Exercise data →
= = = = = = =
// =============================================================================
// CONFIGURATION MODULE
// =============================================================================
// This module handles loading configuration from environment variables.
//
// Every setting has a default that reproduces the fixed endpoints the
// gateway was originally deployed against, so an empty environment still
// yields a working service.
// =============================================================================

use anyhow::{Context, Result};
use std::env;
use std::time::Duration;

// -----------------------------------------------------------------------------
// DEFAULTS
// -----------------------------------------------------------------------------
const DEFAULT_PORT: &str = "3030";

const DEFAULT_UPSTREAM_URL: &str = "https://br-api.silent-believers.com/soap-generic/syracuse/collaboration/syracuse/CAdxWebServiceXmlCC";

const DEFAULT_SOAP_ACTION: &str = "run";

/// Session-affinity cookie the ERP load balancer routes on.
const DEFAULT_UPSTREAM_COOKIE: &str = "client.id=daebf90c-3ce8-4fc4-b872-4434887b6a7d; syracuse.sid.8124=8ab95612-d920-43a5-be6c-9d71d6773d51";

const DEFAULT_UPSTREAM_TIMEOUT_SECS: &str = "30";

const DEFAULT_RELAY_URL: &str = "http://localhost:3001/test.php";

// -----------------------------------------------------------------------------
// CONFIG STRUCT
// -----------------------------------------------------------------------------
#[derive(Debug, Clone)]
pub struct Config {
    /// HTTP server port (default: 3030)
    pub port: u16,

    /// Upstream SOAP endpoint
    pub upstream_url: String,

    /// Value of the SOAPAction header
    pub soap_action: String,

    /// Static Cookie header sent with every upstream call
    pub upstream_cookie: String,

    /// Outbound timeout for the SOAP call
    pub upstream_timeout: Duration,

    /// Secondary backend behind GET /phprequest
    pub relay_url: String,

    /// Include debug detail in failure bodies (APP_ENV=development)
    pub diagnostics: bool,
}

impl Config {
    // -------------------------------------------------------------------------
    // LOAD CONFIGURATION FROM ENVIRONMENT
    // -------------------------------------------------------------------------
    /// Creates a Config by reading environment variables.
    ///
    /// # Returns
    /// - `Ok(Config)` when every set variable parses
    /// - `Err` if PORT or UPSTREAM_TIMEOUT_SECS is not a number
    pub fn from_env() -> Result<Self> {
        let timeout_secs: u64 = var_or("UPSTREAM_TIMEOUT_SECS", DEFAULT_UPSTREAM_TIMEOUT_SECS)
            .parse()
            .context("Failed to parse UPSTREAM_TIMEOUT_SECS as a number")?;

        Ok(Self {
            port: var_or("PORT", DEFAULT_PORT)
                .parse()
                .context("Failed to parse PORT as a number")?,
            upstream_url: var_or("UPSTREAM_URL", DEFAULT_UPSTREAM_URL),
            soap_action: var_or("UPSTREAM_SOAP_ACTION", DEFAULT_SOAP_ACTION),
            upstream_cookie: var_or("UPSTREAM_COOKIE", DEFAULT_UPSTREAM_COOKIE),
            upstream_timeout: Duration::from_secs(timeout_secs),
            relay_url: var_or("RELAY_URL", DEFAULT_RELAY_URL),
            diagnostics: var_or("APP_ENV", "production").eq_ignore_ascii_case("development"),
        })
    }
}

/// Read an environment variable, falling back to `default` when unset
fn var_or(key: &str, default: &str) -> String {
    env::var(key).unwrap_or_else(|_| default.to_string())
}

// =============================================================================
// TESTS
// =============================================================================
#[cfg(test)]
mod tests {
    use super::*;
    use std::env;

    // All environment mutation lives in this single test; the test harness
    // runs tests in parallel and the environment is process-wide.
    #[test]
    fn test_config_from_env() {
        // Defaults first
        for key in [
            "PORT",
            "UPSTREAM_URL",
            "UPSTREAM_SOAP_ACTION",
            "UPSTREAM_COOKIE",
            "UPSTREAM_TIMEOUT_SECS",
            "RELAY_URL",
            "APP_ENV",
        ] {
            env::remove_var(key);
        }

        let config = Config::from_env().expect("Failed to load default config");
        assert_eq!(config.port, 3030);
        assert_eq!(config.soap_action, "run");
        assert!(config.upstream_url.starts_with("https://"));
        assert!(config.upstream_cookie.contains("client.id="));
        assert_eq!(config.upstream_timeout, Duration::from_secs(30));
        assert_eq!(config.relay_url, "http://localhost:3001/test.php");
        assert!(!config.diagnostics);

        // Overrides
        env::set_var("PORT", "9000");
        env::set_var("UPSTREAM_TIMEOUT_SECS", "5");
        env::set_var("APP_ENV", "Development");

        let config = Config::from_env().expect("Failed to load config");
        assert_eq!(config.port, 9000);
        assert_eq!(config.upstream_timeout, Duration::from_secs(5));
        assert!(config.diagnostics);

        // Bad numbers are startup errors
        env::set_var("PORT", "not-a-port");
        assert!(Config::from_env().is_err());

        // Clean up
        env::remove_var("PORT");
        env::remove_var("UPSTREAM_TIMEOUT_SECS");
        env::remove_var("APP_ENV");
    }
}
= = = = = = =
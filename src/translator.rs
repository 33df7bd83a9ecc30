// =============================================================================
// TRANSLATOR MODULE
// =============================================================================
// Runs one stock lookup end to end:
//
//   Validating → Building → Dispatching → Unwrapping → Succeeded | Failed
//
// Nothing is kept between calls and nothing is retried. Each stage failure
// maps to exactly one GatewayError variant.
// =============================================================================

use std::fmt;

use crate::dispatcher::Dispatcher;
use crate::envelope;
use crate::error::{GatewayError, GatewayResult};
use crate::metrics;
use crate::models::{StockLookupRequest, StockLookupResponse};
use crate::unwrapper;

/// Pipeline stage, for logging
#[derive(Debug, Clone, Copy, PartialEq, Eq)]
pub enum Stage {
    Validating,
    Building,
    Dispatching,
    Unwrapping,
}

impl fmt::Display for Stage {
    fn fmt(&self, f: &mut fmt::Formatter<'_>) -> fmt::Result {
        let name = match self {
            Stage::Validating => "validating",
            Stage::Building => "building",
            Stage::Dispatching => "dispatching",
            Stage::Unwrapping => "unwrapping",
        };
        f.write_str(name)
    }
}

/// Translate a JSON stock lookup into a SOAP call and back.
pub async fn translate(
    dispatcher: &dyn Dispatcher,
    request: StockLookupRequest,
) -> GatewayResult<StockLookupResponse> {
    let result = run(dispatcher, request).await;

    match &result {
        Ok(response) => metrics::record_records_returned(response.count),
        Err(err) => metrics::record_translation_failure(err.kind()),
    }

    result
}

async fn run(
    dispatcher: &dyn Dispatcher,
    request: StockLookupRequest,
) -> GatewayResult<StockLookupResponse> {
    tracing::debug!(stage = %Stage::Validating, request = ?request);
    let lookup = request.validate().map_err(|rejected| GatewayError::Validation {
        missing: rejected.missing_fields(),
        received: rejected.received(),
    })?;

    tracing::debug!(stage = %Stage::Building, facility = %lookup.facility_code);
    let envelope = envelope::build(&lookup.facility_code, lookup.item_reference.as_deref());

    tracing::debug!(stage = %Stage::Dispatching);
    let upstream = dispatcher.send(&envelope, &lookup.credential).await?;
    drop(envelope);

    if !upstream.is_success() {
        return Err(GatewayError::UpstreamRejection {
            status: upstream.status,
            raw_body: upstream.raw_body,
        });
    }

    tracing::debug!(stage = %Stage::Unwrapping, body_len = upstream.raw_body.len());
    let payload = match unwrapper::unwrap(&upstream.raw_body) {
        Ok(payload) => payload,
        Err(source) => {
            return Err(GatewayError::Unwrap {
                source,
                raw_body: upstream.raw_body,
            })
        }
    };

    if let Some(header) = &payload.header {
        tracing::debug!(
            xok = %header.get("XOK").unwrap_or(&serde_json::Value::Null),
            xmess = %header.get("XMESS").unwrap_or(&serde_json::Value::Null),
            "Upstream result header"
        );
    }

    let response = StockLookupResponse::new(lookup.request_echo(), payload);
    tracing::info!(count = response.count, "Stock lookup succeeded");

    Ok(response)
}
= = = = = = =
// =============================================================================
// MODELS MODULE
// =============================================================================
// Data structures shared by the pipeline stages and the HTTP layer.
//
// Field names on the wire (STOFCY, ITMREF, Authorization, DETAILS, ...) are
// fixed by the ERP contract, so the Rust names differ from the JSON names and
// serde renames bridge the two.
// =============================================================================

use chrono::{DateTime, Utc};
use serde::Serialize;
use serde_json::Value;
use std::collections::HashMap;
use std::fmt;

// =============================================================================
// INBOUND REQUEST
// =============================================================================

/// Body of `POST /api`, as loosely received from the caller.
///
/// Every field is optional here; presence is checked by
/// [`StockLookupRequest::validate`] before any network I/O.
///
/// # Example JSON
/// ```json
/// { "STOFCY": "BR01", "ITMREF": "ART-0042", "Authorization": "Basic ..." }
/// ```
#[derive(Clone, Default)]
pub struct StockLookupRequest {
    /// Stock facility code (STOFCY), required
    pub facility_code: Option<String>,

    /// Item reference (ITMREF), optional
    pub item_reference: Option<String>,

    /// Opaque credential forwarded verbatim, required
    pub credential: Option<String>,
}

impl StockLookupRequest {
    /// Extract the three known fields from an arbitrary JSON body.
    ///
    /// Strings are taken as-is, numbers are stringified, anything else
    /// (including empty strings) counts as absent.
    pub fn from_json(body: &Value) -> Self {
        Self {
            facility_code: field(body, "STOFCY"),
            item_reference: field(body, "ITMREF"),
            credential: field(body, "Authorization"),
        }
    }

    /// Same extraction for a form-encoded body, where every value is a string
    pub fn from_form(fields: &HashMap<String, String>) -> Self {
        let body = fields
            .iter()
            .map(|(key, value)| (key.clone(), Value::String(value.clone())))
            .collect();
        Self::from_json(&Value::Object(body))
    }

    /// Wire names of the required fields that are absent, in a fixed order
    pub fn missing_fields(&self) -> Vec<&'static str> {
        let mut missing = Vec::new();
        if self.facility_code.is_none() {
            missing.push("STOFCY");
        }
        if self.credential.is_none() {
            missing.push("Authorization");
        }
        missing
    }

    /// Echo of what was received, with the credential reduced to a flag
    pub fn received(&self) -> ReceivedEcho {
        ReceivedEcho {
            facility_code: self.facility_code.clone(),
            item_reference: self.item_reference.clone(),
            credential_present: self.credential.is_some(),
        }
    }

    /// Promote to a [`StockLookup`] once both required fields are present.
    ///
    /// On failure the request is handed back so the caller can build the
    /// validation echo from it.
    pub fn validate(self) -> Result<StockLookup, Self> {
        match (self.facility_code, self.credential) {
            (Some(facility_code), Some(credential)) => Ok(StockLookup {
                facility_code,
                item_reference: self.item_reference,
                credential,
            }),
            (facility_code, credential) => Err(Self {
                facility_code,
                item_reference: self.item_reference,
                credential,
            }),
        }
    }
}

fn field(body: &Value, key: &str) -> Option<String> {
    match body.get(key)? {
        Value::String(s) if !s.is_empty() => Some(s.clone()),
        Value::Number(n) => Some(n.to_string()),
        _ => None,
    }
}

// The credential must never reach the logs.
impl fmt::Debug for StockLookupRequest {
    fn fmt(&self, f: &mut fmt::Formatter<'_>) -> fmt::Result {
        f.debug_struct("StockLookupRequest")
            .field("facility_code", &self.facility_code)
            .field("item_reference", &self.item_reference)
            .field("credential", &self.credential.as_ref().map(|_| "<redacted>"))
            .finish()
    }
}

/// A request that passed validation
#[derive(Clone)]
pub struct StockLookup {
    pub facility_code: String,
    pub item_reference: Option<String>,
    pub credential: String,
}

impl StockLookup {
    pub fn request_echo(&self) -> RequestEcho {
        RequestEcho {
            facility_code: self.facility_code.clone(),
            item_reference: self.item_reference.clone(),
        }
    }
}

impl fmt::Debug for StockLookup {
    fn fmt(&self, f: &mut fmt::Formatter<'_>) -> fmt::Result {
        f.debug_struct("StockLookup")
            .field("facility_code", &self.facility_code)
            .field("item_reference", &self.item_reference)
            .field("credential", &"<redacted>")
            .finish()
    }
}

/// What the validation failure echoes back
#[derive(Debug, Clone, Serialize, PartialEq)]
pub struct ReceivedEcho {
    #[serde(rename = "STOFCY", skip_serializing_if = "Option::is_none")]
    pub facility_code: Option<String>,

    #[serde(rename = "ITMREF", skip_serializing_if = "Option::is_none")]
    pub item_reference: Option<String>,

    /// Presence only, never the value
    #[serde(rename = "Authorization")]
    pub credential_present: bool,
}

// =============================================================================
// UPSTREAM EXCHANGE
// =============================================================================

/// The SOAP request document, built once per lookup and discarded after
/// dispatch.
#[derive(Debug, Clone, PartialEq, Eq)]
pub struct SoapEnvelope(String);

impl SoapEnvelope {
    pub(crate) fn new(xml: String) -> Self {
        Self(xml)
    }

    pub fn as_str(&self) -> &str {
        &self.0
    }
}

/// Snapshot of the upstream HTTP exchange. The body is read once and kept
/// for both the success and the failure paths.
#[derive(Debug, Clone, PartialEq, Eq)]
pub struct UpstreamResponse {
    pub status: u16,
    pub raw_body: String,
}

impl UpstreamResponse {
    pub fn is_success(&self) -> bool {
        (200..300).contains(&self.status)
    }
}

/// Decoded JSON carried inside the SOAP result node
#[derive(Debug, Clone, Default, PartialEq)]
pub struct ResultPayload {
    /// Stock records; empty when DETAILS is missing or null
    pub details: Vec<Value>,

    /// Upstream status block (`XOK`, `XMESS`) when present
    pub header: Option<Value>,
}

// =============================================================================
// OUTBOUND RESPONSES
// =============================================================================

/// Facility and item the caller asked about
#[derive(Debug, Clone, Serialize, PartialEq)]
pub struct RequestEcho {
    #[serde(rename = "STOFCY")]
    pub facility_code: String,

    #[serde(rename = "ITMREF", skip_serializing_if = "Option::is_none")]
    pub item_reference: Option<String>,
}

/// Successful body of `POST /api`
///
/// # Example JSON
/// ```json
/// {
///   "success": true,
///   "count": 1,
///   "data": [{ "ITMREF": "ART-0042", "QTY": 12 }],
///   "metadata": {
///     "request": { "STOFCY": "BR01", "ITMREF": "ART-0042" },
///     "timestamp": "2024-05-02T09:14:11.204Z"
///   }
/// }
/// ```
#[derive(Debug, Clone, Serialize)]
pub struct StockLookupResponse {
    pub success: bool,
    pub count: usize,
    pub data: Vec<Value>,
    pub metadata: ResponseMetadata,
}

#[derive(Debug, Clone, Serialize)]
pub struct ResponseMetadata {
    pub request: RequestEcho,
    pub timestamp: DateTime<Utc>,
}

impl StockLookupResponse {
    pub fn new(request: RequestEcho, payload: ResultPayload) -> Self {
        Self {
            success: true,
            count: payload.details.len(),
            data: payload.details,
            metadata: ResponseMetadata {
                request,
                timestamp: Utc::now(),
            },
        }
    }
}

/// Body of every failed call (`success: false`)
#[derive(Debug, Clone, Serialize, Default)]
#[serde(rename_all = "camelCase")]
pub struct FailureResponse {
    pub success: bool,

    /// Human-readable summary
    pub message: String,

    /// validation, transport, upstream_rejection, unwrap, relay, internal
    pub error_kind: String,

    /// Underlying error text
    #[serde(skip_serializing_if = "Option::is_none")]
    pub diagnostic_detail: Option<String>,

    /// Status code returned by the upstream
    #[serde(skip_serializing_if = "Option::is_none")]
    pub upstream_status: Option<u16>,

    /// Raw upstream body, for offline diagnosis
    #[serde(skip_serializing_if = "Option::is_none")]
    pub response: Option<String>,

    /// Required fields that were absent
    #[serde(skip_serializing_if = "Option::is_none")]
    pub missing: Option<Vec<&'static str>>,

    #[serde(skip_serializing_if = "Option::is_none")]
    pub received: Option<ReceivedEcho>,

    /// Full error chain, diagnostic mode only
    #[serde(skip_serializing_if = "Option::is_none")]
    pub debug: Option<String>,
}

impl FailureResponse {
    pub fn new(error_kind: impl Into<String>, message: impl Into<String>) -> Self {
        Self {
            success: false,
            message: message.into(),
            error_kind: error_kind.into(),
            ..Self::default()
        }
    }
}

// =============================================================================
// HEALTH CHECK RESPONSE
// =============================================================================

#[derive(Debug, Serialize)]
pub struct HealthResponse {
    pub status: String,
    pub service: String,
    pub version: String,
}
= = = = = = =
What this task involves →
Lines holding "both": count them across the data and reply with the number alone.

Result →
2